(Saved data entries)
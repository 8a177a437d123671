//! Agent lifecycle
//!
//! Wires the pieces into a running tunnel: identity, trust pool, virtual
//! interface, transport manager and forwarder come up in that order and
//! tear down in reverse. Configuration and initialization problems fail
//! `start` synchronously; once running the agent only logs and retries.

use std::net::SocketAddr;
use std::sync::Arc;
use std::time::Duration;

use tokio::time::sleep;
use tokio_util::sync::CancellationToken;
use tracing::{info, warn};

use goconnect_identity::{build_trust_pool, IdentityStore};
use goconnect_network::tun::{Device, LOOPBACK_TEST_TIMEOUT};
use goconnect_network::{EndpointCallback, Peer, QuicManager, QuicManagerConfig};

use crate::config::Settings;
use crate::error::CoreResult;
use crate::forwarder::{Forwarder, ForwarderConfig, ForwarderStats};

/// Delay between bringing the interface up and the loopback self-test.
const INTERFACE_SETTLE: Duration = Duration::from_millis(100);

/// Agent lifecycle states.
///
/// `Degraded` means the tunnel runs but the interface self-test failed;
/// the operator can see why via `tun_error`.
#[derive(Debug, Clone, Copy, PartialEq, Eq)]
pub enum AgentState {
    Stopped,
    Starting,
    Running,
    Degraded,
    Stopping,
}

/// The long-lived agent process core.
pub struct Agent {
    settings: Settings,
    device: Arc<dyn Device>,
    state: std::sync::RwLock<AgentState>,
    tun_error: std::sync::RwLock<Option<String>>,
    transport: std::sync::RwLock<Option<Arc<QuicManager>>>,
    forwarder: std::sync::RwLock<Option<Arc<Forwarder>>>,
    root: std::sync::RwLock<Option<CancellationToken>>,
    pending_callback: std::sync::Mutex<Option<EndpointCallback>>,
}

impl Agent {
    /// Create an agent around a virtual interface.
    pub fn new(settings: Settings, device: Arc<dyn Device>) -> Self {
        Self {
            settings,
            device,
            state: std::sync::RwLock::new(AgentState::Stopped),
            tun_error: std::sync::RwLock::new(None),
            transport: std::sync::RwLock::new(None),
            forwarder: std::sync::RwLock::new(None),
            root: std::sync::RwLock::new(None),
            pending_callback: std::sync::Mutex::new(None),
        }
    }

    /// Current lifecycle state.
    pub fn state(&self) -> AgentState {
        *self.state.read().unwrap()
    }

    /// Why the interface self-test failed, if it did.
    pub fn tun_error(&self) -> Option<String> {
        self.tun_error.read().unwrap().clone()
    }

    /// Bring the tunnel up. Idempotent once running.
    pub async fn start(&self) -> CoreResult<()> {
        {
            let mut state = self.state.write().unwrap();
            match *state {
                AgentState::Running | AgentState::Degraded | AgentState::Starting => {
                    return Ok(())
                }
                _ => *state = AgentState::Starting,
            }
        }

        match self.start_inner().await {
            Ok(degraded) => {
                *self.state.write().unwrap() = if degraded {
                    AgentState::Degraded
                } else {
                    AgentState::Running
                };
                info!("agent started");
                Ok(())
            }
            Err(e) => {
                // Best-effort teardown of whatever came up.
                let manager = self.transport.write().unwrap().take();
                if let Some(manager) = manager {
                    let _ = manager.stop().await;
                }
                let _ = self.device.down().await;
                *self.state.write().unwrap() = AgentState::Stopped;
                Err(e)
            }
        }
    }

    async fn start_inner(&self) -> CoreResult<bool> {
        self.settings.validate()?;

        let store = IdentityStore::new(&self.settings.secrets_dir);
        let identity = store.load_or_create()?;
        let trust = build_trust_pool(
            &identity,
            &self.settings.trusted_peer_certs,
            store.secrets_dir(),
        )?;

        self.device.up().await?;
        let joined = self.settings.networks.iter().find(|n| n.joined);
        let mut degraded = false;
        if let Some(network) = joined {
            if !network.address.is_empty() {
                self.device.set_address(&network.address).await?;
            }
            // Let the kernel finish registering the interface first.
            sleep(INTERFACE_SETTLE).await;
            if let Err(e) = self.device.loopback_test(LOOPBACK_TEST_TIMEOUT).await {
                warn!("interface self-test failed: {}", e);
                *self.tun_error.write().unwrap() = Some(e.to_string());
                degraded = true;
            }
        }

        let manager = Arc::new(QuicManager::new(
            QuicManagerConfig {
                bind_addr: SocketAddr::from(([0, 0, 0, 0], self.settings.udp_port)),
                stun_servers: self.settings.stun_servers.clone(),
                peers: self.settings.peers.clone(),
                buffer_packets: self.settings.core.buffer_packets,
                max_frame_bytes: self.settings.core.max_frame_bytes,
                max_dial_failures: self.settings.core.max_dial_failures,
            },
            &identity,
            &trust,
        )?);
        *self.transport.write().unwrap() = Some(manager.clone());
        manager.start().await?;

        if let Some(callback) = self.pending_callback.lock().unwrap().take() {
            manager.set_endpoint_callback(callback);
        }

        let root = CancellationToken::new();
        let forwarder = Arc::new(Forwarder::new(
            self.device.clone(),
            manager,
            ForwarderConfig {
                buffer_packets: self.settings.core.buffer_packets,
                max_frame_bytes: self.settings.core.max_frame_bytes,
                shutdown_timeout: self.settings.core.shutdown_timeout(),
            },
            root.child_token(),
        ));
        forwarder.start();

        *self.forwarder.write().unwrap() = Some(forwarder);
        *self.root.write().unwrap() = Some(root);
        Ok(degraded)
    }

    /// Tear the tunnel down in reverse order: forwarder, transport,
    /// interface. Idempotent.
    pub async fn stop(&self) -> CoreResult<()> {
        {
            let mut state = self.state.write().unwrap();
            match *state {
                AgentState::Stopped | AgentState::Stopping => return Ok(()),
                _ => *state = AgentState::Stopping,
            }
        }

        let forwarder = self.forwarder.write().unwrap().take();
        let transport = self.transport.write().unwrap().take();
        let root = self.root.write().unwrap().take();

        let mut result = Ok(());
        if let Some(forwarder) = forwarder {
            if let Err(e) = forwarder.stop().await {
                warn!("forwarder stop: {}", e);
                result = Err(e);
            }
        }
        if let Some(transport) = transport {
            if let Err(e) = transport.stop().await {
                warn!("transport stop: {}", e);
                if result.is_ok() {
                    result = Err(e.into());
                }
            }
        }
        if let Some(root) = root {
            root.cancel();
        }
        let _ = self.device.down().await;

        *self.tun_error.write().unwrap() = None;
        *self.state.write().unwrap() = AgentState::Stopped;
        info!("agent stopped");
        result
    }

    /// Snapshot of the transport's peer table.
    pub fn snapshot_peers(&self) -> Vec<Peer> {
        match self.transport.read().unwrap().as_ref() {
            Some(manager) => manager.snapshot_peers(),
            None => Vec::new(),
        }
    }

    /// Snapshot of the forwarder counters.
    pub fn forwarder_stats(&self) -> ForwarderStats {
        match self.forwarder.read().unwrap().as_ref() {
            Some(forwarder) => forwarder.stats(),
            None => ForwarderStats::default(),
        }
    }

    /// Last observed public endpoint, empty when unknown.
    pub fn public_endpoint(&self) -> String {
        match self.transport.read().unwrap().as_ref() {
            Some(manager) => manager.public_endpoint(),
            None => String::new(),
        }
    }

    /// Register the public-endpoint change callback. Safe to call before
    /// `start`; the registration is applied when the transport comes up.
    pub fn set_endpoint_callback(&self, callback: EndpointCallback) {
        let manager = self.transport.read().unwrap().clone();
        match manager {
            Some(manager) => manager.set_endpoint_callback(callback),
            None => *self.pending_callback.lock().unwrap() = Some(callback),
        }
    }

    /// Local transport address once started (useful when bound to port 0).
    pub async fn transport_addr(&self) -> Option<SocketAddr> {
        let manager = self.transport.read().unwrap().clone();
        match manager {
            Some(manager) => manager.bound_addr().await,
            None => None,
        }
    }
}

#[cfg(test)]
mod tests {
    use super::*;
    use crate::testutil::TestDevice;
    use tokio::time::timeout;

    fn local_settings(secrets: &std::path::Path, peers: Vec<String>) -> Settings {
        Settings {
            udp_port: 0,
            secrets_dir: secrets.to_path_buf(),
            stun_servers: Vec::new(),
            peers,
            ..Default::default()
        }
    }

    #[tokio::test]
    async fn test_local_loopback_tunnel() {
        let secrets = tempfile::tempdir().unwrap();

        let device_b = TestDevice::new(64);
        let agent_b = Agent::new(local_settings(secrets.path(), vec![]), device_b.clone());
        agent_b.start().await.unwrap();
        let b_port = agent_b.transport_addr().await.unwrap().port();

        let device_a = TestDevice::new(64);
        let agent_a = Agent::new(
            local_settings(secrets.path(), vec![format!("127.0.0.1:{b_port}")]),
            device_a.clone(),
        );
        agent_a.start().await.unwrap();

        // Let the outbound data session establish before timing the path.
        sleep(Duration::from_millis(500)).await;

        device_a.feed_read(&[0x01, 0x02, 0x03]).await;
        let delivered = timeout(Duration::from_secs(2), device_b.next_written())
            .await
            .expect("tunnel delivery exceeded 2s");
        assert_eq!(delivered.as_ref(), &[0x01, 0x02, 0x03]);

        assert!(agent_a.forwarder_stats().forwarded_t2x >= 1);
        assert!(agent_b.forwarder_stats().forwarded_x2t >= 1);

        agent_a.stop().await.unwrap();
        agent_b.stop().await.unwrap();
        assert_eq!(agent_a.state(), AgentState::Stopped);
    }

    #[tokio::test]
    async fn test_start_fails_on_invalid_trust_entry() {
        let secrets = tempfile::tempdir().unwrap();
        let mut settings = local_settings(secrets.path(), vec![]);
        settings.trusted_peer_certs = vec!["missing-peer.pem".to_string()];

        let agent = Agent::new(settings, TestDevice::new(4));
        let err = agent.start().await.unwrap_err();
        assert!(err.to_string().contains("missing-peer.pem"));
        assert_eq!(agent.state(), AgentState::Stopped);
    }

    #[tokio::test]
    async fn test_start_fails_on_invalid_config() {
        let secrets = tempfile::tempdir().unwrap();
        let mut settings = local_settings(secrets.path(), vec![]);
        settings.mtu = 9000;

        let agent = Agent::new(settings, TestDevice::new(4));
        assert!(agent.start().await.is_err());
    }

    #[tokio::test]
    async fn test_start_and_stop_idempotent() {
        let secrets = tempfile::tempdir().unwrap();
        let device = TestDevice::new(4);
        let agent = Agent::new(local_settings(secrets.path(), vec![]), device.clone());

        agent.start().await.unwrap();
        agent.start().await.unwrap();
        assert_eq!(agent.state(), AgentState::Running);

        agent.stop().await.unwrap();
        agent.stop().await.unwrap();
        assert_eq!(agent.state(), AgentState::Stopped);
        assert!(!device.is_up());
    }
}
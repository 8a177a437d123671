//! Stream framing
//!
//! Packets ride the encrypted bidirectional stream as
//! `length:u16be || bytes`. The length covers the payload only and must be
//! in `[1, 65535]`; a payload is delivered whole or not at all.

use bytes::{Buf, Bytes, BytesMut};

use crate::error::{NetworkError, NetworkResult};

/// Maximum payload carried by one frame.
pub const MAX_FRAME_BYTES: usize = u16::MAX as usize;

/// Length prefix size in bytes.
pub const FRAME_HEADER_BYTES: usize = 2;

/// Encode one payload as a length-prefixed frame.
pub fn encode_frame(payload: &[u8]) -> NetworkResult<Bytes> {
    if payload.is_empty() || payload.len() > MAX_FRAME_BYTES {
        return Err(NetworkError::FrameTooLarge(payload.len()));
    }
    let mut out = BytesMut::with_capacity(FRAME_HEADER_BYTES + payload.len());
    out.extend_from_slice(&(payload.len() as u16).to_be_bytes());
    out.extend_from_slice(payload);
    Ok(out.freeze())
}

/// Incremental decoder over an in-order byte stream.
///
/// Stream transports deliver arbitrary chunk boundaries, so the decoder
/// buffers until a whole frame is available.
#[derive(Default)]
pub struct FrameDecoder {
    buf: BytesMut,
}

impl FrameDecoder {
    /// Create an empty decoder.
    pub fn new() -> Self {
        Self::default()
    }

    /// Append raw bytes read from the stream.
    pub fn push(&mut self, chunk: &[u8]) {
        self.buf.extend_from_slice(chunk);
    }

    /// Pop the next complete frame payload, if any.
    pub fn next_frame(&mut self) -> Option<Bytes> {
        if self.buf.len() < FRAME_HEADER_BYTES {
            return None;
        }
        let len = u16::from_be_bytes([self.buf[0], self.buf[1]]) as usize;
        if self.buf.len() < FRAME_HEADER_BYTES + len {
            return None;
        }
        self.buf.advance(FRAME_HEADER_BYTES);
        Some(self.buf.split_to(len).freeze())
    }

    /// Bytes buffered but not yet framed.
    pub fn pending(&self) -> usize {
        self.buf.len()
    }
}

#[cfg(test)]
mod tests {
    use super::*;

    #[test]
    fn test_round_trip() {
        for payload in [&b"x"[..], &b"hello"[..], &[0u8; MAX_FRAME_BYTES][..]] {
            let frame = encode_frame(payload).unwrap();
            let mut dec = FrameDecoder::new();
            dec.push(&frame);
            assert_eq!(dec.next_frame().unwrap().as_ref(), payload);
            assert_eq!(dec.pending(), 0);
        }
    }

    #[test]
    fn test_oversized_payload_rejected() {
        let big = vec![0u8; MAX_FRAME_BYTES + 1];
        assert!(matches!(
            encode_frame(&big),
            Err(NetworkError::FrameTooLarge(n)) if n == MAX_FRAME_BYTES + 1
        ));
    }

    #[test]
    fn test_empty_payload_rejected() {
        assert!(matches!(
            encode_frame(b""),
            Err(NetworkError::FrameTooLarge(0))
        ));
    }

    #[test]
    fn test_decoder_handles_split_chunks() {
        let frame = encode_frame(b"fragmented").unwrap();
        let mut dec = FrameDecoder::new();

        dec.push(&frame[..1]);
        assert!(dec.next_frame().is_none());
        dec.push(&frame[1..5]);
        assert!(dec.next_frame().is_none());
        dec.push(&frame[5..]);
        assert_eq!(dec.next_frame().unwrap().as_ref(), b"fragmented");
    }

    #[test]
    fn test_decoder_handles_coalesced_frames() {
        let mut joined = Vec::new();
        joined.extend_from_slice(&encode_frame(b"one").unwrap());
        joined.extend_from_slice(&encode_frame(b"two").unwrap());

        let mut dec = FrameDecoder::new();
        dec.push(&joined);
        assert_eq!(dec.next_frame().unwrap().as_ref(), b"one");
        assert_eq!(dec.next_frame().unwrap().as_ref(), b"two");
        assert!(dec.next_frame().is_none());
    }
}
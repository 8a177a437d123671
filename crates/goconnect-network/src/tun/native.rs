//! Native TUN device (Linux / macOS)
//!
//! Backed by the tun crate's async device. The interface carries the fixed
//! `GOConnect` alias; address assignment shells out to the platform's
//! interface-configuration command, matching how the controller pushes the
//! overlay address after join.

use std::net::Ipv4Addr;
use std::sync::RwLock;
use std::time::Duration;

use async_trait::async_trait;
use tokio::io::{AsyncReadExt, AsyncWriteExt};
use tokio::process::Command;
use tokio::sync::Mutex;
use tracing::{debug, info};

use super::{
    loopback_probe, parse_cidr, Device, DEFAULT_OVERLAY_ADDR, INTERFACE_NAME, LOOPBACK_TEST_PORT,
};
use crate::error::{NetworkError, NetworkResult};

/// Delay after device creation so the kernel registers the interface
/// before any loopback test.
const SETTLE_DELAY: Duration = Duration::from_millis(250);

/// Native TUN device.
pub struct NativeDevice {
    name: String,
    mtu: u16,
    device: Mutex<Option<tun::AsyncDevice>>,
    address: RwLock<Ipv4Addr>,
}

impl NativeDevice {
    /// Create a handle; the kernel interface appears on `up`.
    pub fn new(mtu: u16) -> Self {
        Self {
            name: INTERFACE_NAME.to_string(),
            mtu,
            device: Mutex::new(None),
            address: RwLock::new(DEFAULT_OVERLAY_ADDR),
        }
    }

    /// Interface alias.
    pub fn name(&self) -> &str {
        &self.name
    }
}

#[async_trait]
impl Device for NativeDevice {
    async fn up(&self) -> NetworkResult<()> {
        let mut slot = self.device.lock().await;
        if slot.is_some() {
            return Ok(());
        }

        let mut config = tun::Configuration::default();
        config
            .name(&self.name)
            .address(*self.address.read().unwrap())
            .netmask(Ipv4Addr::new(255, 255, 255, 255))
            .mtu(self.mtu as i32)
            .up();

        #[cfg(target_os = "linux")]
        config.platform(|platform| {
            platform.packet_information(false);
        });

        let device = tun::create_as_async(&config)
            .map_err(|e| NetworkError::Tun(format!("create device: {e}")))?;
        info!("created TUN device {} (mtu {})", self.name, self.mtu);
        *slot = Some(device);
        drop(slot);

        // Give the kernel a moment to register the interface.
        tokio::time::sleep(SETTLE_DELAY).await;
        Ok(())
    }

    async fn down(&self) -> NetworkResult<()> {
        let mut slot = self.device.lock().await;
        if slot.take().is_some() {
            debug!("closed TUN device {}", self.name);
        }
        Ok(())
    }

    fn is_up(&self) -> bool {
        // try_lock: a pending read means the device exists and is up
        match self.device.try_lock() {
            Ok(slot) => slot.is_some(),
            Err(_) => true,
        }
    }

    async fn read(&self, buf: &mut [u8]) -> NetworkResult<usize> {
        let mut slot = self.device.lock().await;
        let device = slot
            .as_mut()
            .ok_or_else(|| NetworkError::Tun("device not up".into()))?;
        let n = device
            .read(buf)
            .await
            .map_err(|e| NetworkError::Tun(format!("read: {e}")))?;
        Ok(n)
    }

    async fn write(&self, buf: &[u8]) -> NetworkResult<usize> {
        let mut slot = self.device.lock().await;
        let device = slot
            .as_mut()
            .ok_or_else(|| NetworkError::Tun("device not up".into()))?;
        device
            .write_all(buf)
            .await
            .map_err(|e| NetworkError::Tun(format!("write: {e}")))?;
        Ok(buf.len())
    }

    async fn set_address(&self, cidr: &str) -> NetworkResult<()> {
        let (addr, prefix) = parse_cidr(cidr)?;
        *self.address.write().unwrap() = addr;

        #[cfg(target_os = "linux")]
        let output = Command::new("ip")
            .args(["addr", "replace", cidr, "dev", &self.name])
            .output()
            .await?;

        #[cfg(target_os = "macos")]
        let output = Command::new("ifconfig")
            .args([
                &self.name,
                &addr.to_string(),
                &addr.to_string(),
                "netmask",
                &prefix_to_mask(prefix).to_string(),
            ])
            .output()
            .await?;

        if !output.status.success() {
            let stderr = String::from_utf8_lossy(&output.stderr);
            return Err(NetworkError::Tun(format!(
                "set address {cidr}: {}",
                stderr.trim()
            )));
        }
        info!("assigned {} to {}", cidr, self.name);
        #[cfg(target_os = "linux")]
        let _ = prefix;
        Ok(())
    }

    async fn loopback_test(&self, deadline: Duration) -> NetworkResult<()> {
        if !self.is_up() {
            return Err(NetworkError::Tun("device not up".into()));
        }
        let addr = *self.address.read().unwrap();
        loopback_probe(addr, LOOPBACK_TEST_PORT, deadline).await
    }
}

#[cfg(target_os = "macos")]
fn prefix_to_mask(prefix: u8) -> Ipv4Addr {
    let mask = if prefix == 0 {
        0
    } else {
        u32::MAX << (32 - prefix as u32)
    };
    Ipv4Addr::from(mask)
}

**WHAT THE EXERCISE ASKS**
Look through the entries and copy every line in which the string "kernel" appears.

**TASK ANSWER**
            // Let the kernel finish registering the interface first.
/// Delay after device creation so the kernel registers the interface
    /// Create a handle; the kernel interface appears on `up`.
        // Give the kernel a moment to register the interface.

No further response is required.